==== Data for the task

//! Main application state management

use std::sync::atomic::{AtomicBool, Ordering};
use std::sync::{Arc, Mutex};
use std::time::Instant;

use chrono::{DateTime, Utc};
use serde::{Deserialize, Serialize};
use tokio::sync::watch;
use tracing::{debug, warn};

use crate::audio::AudioCueController;
use crate::audio::CueSink;
use crate::format;

use super::engine::{CountdownEngine, TimerSnapshot, TimerState};
use super::input::DigitBuffer;

/// Observable widget state handed to the presentation shell
#[derive(Debug, Clone, Serialize, Deserialize)]
pub struct WidgetView {
    pub display: String,
    pub button_label: String,
    pub primary_action_disabled: bool,
    pub near_end_warning: bool,
    pub state: TimerState,
    pub remaining_seconds: u64,
    pub pending_input: String,
}

/// Result of applying one inbound intent
#[derive(Debug, Clone)]
pub struct IntentOutcome {
    /// False when the intent was silently rejected in the current state
    pub applied: bool,
    pub view: WidgetView,
}

/// Countdown engine and keypad buffer guarded together, so gating decisions
/// and cross-component side effects see one consistent session
struct WidgetSession {
    engine: CountdownEngine,
    input: DigitBuffer,
}

impl WidgetSession {
    fn view(&self) -> WidgetView {
        let pending_empty = self.input.is_empty();
        let display = if self.engine.state() == TimerState::Idle && !pending_empty {
            format::format_pending(self.input.as_str())
        } else {
            format::format_elapsed(self.engine.remaining_seconds())
        };
        WidgetView {
            display,
            button_label: self.engine.button_label().to_string(),
            primary_action_disabled: self.engine.primary_action_disabled(pending_empty),
            near_end_warning: self.engine.near_end(),
            state: self.engine.state(),
            remaining_seconds: self.engine.remaining_seconds(),
            pending_input: self.input.as_str().to_string(),
        }
    }
}

/// Exclusive claim on the one-second tick source, released on drop
///
/// At most one claim is live per `AppState`; the ticker task holds it for
/// exactly as long as the engine is running.
pub struct TickClaim {
    flag: Arc<AtomicBool>,
}

impl Drop for TickClaim {
    fn drop(&mut self) {
        self.flag.store(false, Ordering::Release);
    }
}

/// Main application state that manages the timer session and audio cues
pub struct AppState {
    session: Mutex<WidgetSession>,
    cues: Mutex<AudioCueController>,
    /// Channel publishing a snapshot after every session mutation
    snapshot_tx: watch::Sender<TimerSnapshot>,
    /// Keep the receiver alive to prevent channel closure
    _snapshot_rx: watch::Receiver<TimerSnapshot>,
    tick_claim: Arc<AtomicBool>,
    /// Server metadata
    pub start_time: Instant,
    pub port: u16,
    pub host: String,
    /// Last accepted intent tracking
    last_action: Mutex<Option<String>>,
    last_action_time: Mutex<Option<DateTime<Utc>>>,
}
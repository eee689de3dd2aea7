//! HTTP endpoint handlers
//!
//! Intents that are invalid in the current timer state are not errors: they
//! come back with status "ignored" and the unchanged widget view, matching
//! the silent-rejection semantics of the engine itself.

use std::sync::Arc;

use axum::{
    extract::{Path, State},
    http::StatusCode,
    response::Json,
};
use tracing::{error, info};

use crate::state::{AppState, IntentOutcome, TimerState};

use super::responses::{ApiResponse, HealthResponse, StatusResponse};

fn respond(outcome: IntentOutcome, applied_msg: &str, ignored_msg: &str) -> Json<ApiResponse> {
    if outcome.applied {
        Json(ApiResponse::applied(applied_msg.to_string(), outcome.view))
    } else {
        Json(ApiResponse::ignored(ignored_msg.to_string(), outcome.view))
    }
}

/// Handle POST /digit/:digit - Press a keypad digit
pub async fn digit_handler(
    State(state): State<Arc<AppState>>,
    Path(digit): Path<String>,
) -> Result<Json<ApiResponse>, StatusCode> {
    let mut chars = digit.chars();
    let digit = match (chars.next(), chars.next()) {
        (Some(d), None) if d.is_ascii_digit() => d,
        _ => return Err(StatusCode::BAD_REQUEST),
    };

    match state.press_digit(digit) {
        Ok(outcome) => Ok(respond(
            outcome,
            &format!("Digit '{}' appended", digit),
            "Digit ignored (timer running or input full)",
        )),
        Err(e) => {
            error!("Failed to press digit: {}", e);
            Err(StatusCode::INTERNAL_SERVER_ERROR)
        }
    }
}

/// Handle POST /delete - Remove the last pending digit
pub async fn delete_handler(
    State(state): State<Arc<AppState>>,
) -> Result<Json<ApiResponse>, StatusCode> {
    match state.delete_digit() {
        Ok(outcome) => Ok(respond(
            outcome,
            "Last digit removed",
            "Delete ignored (timer running or input empty)",
        )),
        Err(e) => {
            error!("Failed to delete digit: {}", e);
            Err(StatusCode::INTERNAL_SERVER_ERROR)
        }
    }
}

/// Handle POST /clear - Clear pending input and zero the session
pub async fn clear_handler(
    State(state): State<Arc<AppState>>,
) -> Result<Json<ApiResponse>, StatusCode> {
    match state.clear_input() {
        Ok(outcome) => Ok(respond(
            outcome,
            "Input cleared",
            "Clear ignored (timer running)",
        )),
        Err(e) => {
            error!("Failed to clear input: {}", e);
            Err(StatusCode::INTERNAL_SERVER_ERROR)
        }
    }
}

/// Handle POST /toggle - Start, pause, or resume the countdown
pub async fn toggle_handler(
    State(state): State<Arc<AppState>>,
) -> Result<Json<ApiResponse>, StatusCode> {
    match state.toggle() {
        Ok(outcome) => {
            let applied_msg = match outcome.view.state {
                TimerState::Running => "Countdown running",
                TimerState::Paused => "Countdown paused",
                TimerState::Idle => "Countdown idle",
            };
            if outcome.applied {
                info!("Toggle accepted: {}", applied_msg);
            }
            Ok(respond(
                outcome,
                applied_msg,
                "Toggle ignored (nothing to start or resume)",
            ))
        }
        Err(e) => {
            error!("Failed to toggle countdown: {}", e);
            Err(StatusCode::INTERNAL_SERVER_ERROR)
        }
    }
}

/// Handle POST /reset - Reset the countdown to the configured duration
pub async fn reset_handler(
    State(state): State<Arc<AppState>>,
) -> Result<Json<ApiResponse>, StatusCode> {
    match state.reset() {
        Ok(outcome) => {
            info!("Countdown reset");
            Ok(respond(outcome, "Countdown reset", "Countdown reset"))
        }
        Err(e) => {
            error!("Failed to reset countdown: {}", e);
            Err(StatusCode::INTERNAL_SERVER_ERROR)
        }
    }
}

/// Handle GET /status - Return the observable widget state
pub async fn status_handler(
    State(state): State<Arc<AppState>>,
) -> Result<Json<StatusResponse>, StatusCode> {
    let widget = match state.view() {
        Ok(view) => view,
        Err(e) => {
            error!("Failed to get widget view: {}", e);
            return Err(StatusCode::INTERNAL_SERVER_ERROR);
        }
    };

    let (last_action, last_action_time) = state.get_last_action();

    Ok(Json(StatusResponse {
        widget,
        uptime: state.get_uptime(),
        port: state.port,
        host: state.host.clone(),
        last_action,
        last_action_time,
    }))
}

/// Handle GET /health - Health check endpoint
pub async fn health_handler() -> Json<HealthResponse> {
    Json(HealthResponse::ok())
}
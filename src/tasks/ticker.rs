//! Countdown tick source background task

use std::sync::Arc;
use std::time::Duration;

use tokio::time;
use tracing::{debug, error, info};

use crate::state::{AppState, TimerState};

/// Background task that owns the one-second tick source
///
/// The task waits for the engine to enter `Running`, claims the tick source,
/// and decrements once per second until the countdown leaves `Running` or
/// reaches zero. The claim is released on every exit path, so at most one
/// tick source is ever live for the engine.
pub async fn countdown_ticker_task(state: Arc<AppState>) {
    info!("Starting countdown ticker task");

    let mut snapshot_rx = state.subscribe();

    loop {
        let snapshot = *snapshot_rx.borrow_and_update();

        if snapshot.state == TimerState::Running && snapshot.remaining_seconds > 0 {
            let Some(_claim) = state.acquire_tick_claim() else {
                error!("Tick source already claimed, refusing to start another");
                if snapshot_rx.changed().await.is_err() {
                    break;
                }
                continue;
            };
            debug!(
                "Tick source acquired with {}s remaining",
                snapshot.remaining_seconds
            );

            let mut interval = time::interval(Duration::from_secs(1));
            // the first interval tick completes immediately
            interval.tick().await;

            loop {
                tokio::select! {
                    _ = interval.tick() => {
                        match state.tick() {
                            Ok(outcome) if outcome.view.remaining_seconds == 0 => {
                                info!("Countdown reached zero");
                                break;
                            }
                            Ok(_) => {}
                            Err(e) => {
                                error!("Failed to apply tick: {}", e);
                                break;
                            }
                        }
                    }
                    changed = snapshot_rx.changed() => {
                        if changed.is_err() {
                            info!("Snapshot channel closed, stopping ticker");
                            return;
                        }
                        let current = *snapshot_rx.borrow_and_update();
                        if current.state != TimerState::Running || current.remaining_seconds == 0 {
                            debug!("Countdown left running state, releasing tick source");
                            break;
                        }
                    }
                }
            }
            // _claim dropped here releases the tick source
        } else if snapshot_rx.changed().await.is_err() {
            info!("Snapshot channel closed, stopping ticker");
            break;
        }
    }
}
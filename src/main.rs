//! Tickdown - a state-managed HTTP countdown timer with audible warning cues
//!
//! This is the main entry point for the tickdown application.

use std::sync::Arc;

use tokio::net::TcpListener;
use tracing::info;

use tickdown::{
    api::create_router,
    audio::build_cue_sink,
    config::Config,
    state::AppState,
    tasks::countdown_ticker_task,
    utils::shutdown_signal,
};

#[tokio::main]
async fn main() -> anyhow::Result<()> {
    let config = Config::parse();

    // Initialize tracing with appropriate log level
    tracing_subscriber::fmt()
        .with_env_filter(format!("tickdown={},tower_http=info", config.log_level()))
        .init();

    info!("Starting tickdown server v0.1.0");
    info!(
        "Configuration: host={}, port={}, default duration={}min, muted={}",
        config.host, config.port, config.duration, config.muted
    );

    // Audio failures never prevent startup, the countdown degrades to silence
    let cue_sink = build_cue_sink(&config);

    // Create application state
    let state = Arc::new(AppState::new(
        config.port,
        config.host.clone(),
        config.duration_seconds(),
        cue_sink,
    ));

    // Start the countdown tick source background task
    let ticker_state = Arc::clone(&state);
    tokio::spawn(async move {
        countdown_ticker_task(ticker_state).await;
    });

    // Create HTTP router with all endpoints
    let app = create_router(state);

    // Bind to the specified address
    let addr = config.address();
    let listener = TcpListener::bind(&addr).await?;

    info!("Server running on http://{}", addr);
    info!("Endpoints:");
    info!("  POST /digit/:d - Press a keypad digit");
    info!("  POST /delete   - Remove the last pending digit");
    info!("  POST /clear    - Clear pending input");
    info!("  POST /toggle   - Start, pause, or resume the countdown");
    info!("  POST /reset    - Reset to the configured duration");
    info!("  GET  /status   - Current widget state and timer");
    info!("  GET  /health   - Health check");

    // Setup graceful shutdown
    let server = axum::serve(listener, app);

    tokio::select! {
        result = server => {
            if let Err(e) = result {
                tracing::error!("Server error: {}", e);
            }
        }
        _ = shutdown_signal() => {
            info!("Shutdown signal received");
        }
    }

    info!("Server shutdown complete");
    Ok(())
}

========

■ What you need to do
All lines with the word "keypad" need to be copied from the data above.

■ Answer space
/// Countdown engine and keypad buffer guarded together, so gating decisions
/// Handle POST /digit/:digit - Press a keypad digit
    info!("  POST /digit/:d - Press a keypad digit");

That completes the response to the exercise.